Content starts
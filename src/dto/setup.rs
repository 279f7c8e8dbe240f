use rust_decimal::Decimal;
use serde::{Deserialize, Serialize};
use serde_json::Value;
use validator::Validate;

use super::validators::*;

/// Screen 1: business identity.
#[derive(Debug, Clone, PartialEq, Serialize, Deserialize, Validate)]
pub struct BusinessDetailsInput {
    #[validate(
        length(min = 1, max = 255, message = "This field is required."),
        custom = "validate_business_name"
    )]
    pub business_name: String,
    #[validate(length(min = 1, message = "This field is required."))]
    pub business_address: String,
    #[validate(custom = "validate_business_contact")]
    pub contact_number: Option<String>,
    #[validate(email(message = "Enter a valid email address."))]
    pub email: Option<String>,
    #[validate(custom = "validate_tin")]
    pub tin: Option<String>,
    /// Path or URL of an already uploaded logo.
    pub logo: Option<String>,
}

/// Screen 2, `add_service`: a service and the names of its customization options.
#[derive(Debug, Clone, PartialEq, Serialize, Deserialize, Validate)]
pub struct ServiceInput {
    #[validate(custom = "validate_service_name")]
    pub name: String,
    #[serde(default)]
    #[validate(custom = "validate_customization_options")]
    pub customization_options: Vec<String>,
}

/// Screen 2, `add_pricing_option`. Fields stay loose so each problem maps to
/// its own message instead of a body rejection.
#[derive(Debug, Clone, Default, Serialize, Deserialize)]
pub struct PricingOptionInput {
    pub service_index: Option<Value>,
    pub customization_option: Option<String>,
    #[serde(default)]
    pub description: String,
    pub price: Option<Decimal>,
}

impl PricingOptionInput {
    /// Index as submitted: a JSON integer or a numeric string.
    pub fn parsed_index(&self) -> Option<usize> {
        match self.service_index.as_ref()? {
            Value::Number(n) => n.as_u64().and_then(|n| usize::try_from(n).ok()),
            Value::String(s) => s.trim().parse().ok(),
            _ => None,
        }
    }
}

/// Screen 2 actions, selected by the `action` tag.
#[derive(Debug, Clone, Serialize, Deserialize)]
#[serde(tag = "action", rename_all = "snake_case")]
pub enum ServicesAction {
    AddService(ServiceInput),
    AddPricingOption(PricingOptionInput),
    SaveService,
    RevertToService,
}

#[derive(Debug, Clone, PartialEq, Serialize, Deserialize)]
pub struct StagedPricing {
    pub description: String,
    pub price: Decimal,
}

#[derive(Debug, Clone, PartialEq, Serialize, Deserialize)]
pub struct StagedOption {
    pub name: String,
    #[serde(default)]
    pub pricing_options: Vec<StagedPricing>,
}

/// A service as held in the wizard session, options nested with their prices.
#[derive(Debug, Clone, PartialEq, Serialize, Deserialize)]
pub struct StagedService {
    pub name: String,
    #[serde(default)]
    pub customization_options: Vec<StagedOption>,
}

impl From<ServiceInput> for StagedService {
    fn from(input: ServiceInput) -> Self {
        StagedService {
            name: input.name,
            customization_options: input
                .customization_options
                .into_iter()
                .map(|name| StagedOption {
                    name,
                    pricing_options: Vec::new(),
                })
                .collect(),
        }
    }
}

impl StagedService {
    /// The form view of this service, for re-validation.
    pub fn as_input(&self) -> ServiceInput {
        ServiceInput {
            name: self.name.clone(),
            customization_options: self
                .customization_options
                .iter()
                .map(|option| option.name.clone())
                .collect(),
        }
    }
}

/// Screen 3.
#[derive(Debug, Clone, PartialEq, Serialize, Deserialize, Validate)]
pub struct EquipmentInput {
    #[validate(length(max = 255), custom = "validate_equipment_name")]
    pub name: String,
    #[validate(length(min = 1, message = "This field is required."))]
    pub description: String,
    #[validate(custom = "validate_condition")]
    pub condition: String,
    /// Inventory categories this equipment consumes from.
    #[serde(default)]
    #[validate(custom = "validate_categories")]
    pub categories: Vec<String>,
}

/// Screen 4: a material filed under one of the fixed categories.
#[derive(Debug, Clone, PartialEq, Serialize, Deserialize, Validate)]
pub struct InventoryInput {
    #[validate(length(min = 1, max = 100, message = "This field is required."))]
    pub name: String,
    #[validate(custom = "validate_category")]
    pub category: String,
    #[validate(length(max = 255))]
    pub supplier: Option<String>,
    #[validate(range(min = 0, message = "Stock level cannot be negative."))]
    pub stock_level: i32,
    #[validate(range(min = 0, message = "Reorder threshold cannot be negative."))]
    pub reorder_threshold: i32,
    #[serde(default = "default_unit")]
    #[validate(custom = "validate_unit")]
    pub unit_of_measurement: String,
}

fn default_unit() -> String {
    "qty".to_string()
}

/// Screen 5.
#[derive(Debug, Clone, PartialEq, Serialize, Deserialize, Validate)]
pub struct SupplierInput {
    #[validate(length(min = 1, max = 100, message = "This field is required."))]
    pub supplier_name: String,
    #[validate(length(max = 100))]
    pub contact_person: Option<String>,
    #[validate(custom = "validate_supplier_phone")]
    pub phone_number: Option<String>,
    #[validate(custom = "validate_email_format")]
    pub email: Option<String>,
    pub address: Option<String>,
    pub additional_info: Option<String>,
}

/// Screen 6, also used for walk-in customers on order creation.
#[derive(Debug, Clone, PartialEq, Serialize, Deserialize, Validate)]
pub struct CustomerInput {
    #[validate(length(max = 100), custom = "validate_customer_name")]
    pub name: String,
    #[validate(custom = "validate_customer_contact")]
    pub contact_number: String,
    #[validate(custom = "validate_email_format")]
    pub email: String,
    pub address: Option<String>,
}

/// Screen 7: outbound mail settings.
#[derive(Debug, Clone, PartialEq, Serialize, Deserialize, Validate)]
pub struct SystemSettingsInput {
    #[validate(length(min = 1, max = 255, message = "This field is required."))]
    pub smtp_server: String,
    #[validate(custom = "validate_smtp_port")]
    pub smtp_port: i32,
    #[validate(email(message = "Enter a valid email address."), custom = "validate_gmail")]
    pub smtp_email: String,
    #[validate(custom = "validate_app_password")]
    pub smtp_password: String,
}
Content ends
Filter the records above for the string "range" and copy each matching line.

    #[validate(range(min = 0, message = "Stock level cannot be negative."))]
    #[validate(range(min = 0, message = "Reorder threshold cannot be negative."))]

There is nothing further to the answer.